Для того чтобы конкретно ответить на этот вопрос, необходимо, прежде всего, определиться с понятиями, отражающими природу, содержание и сущность названных феноменов. Не претендуя на истину в последней инстанции заметим, что интерес можно охарактеризовать следующим образом.

Во-первых, интерес (интересы) человека, социальной группы – это всегда желания людей. Без понимания сути желаний людей нельзя понять их интересы. Желания людей лежат в основании формирования их интересов.

Во-вторых, интересы – это не случайные, сиюминутные желания людей. Они формируются в ходе их жизнедеятельности, превращаясь в устойчивый, долгосрочно работающий феномен.

В-третьих, у интересов конкретная онтологическая база. Ею является бытие людей, процесс их существования во всем его многообразии.

В-четвертых, нельзя не заметить, что именно в интересах людей интегрируются все аспекты их бытия. Это с одной стороны. С другой – в интересах людей выражаются главные, основные приоритеты их бытия.

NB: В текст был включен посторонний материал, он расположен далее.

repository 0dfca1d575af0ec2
pub mod bake;
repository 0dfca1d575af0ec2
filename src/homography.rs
//! Projective transforms between quadrilaterals.
use crate::types::{Point2D, Quad};
use nalgebra::{Matrix3, SMatrix, SVector, Vector3};

const EPS: f64 = 1e-9;

/// Destination corners of a `w × h` patch in quad correspondence order.
pub fn rect_corners(w: usize, h: usize) -> [Point2D; 4] {
    let (r, b) = (w as f32 - 1.0, h as f32 - 1.0);
    [
        Point2D::new(0.0, 0.0),
        Point2D::new(r, 0.0),
        Point2D::new(0.0, b),
        Point2D::new(r, b),
    ]
}

/// Solve the homography `H` with `H · src[i] ~ dst[i]` for four
/// correspondences, normalizing `H[(2, 2)] = 1`.
///
/// Returns `None` when the 8×8 system is singular, which happens when three
/// of the points on either side are collinear.
pub fn perspective_transform(src: &[Point2D; 4], dst: &[Point2D; 4]) -> Option<Matrix3<f64>> {
    let mut a = SMatrix::<f64, 8, 8>::zeros();
    let mut b = SVector::<f64, 8>::zeros();
    for i in 0..4 {
        let (x, y) = (src[i].x as f64, src[i].y as f64);
        let (u, v) = (dst[i].x as f64, dst[i].y as f64);
        let r = 2 * i;
        a[(r, 0)] = x;
        a[(r, 1)] = y;
        a[(r, 2)] = 1.0;
        a[(r, 6)] = -x * u;
        a[(r, 7)] = -y * u;
        b[r] = u;

        a[(r + 1, 3)] = x;
        a[(r + 1, 4)] = y;
        a[(r + 1, 5)] = 1.0;
        a[(r + 1, 6)] = -x * v;
        a[(r + 1, 7)] = -y * v;
        b[r + 1] = v;
    }
    let h = a.lu().solve(&b)?;
    if h.iter().any(|v| !v.is_finite()) {
        return None;
    }
    Some(Matrix3::new(h[0], h[1], h[2], h[3], h[4], h[5], h[6], h[7], 1.0))
}

/// Transform mapping `quad` onto the corners of a `w × h` patch.
pub fn quad_to_rect(quad: &Quad, w: usize, h: usize) -> Option<Matrix3<f64>> {
    perspective_transform(quad.corners(), &rect_corners(w, h))
}

/// Map a single point, or `None` if it lands on the line at infinity.
#[inline]
pub fn apply_homography(h: &Matrix3<f64>, p: Point2D) -> Option<Point2D> {
    let v = h * Vector3::new(p.x as f64, p.y as f64, 1.0);
    let w = v[2];
    if !w.is_finite() || w.abs() <= EPS || !v[0].is_finite() || !v[1].is_finite() {
        return None;
    }
    Some(Point2D::new((v[0] / w) as f32, (v[1] / w) as f32))
}

pub fn apply_homography_points(h: &Matrix3<f64>, pts: &[Point2D]) -> Option<Vec<Point2D>> {
    pts.iter().map(|&p| apply_homography(h, p)).collect()
}
#![doc = include_str!("../README.md")]

pub mod atlas;
pub mod bake;
pub mod config;
pub mod debug;
pub mod diagnostics;
pub mod error;
pub mod geometry;
pub mod homography;
pub mod image;
pub mod layout;
pub mod skeleton;
pub mod types;
pub mod warp;

// --- High-level re-exports -------------------------------------------------

pub use crate::atlas::{Atlas, ATLAS_HEIGHT, ATLAS_WIDTH};
pub use crate::bake::{BakeOptions, SkinAtlasBuilder, SkinBake};
pub use crate::diagnostics::{BakeReport, RegionReport, RegionStatus};
pub use crate::error::BakeError;
pub use crate::layout::SKIN_LAYOUT;

// --- Prelude ---------------------------------------------------------------

/// Small prelude for quick experiments.
///
/// ```no_run
/// use skin_baker::prelude::*;
///
/// # fn main() -> Result<(), BakeError> {
/// let snapshot = SkeletonSnapshot::default();
/// let frame = RgbBuffer::new(640, 480);
///
/// let builder = SkinAtlasBuilder::new(&snapshot, PinholeProjector::kinect());
/// let bake = builder.bake_tracked(&frame.as_view())?;
/// println!("baked={} skipped={}", bake.report.baked, bake.report.skipped);
/// # Ok(())
/// # }
/// ```
pub mod prelude {
    pub use crate::image::{RgbBuffer, RgbView};
    pub use crate::skeleton::{JointName, PinholeProjector, SkeletonSnapshot, SkeletonTracker};
    pub use crate::{Atlas, BakeError, BakeOptions, SkinAtlasBuilder};
}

В-пятых, важно видеть, что интересы – это желания, сформированные у людей на базе их прошлого и настоящего. Это, однако, не отменяет их устремлений в будущее. Другими словами, интересы – это желания людей, ориентированные на устройство их жизни в будущем.

В-шестых, нельзя не подчеркнуть, что базой формирования интересов людей является как материальные, так и духовные процессы их бытия. Диалектика этих процессов необычайно сложна. Вместе с тем, в контексте изучения социальных интересов людей, важно подчеркнуть неоспоримый факт. Материальные факторы первичны по отношению к духовным, выполняют роль основы формирования социальных интересов людей. По природе, по своему генезису социальные интересы людей, прежде всего, базировались и базируются на материальной составляющей их бытия.

В-седьмых, в основании формирования желаний (интересов) людей всегда лежит отражение их бытия на уровне чувств. Затем они конкретизируются в воле и интеллекте людей. Прочувствовав тот или иной фрагмент бытия, у людей формируется воля, желание использовать его в своих интересах, а это желание, в свою очередь, требует интеллектуальных, осознанных действий для поиска оптимальных путей решения названной задачи. Словом, социальные интересы (желания) людей «работают» на трех основных уровнях общественного сознания: на уровне чувств, воли, интеллекта.

Таким образом, резюмируя вышесказанное, можно предложить следующее определение (понятие) социального интереса. Социальный интерес – это сформировавшееся в ходе жизнедеятельности людей устойчивое желание (желания), закрепленные в их чувствах, воле и интеллекте, отражающее суть их прошлого и настоящего бытия, нацеленное на его развитие в будущем. Развитие в данном случае понимается как способность явлений изменять свои содержание, сущность, качество. Такие изменения, как известно, могут быть как прогрессивными, так и регрессивными.

Как можно, опять же не претендуя на истину в последней инстанции, охарактеризовать социальную идею (национальную, общенародную, государственную, классовую, патриотическую, общечеловеческую)?

Социальная идея как специфический феномен имеет ряд существенных характеристик, признаков. Представим их в определенном логическом ключе.

Первый из них: всякая социальная идея, если она действительно идея – продукт интеллектуальной ступени общественного сознания, правда, формирующийся, опирающийся на его чувственную и волевую составляющие.

Второй. Для того чтобы та или иная мысль обрела статус социальной идеи, она должна максимально глубоко и объективно отражать сущность общественного бытия. Словом, для того чтобы та или иная мысль обрела статус социальной идеи (национальной, классовой, общенародной, государственной, патриотической, общечеловеческой), она должна в данных, конкретных условиях бытия быть мыслью, достигшей высшей степени объективности.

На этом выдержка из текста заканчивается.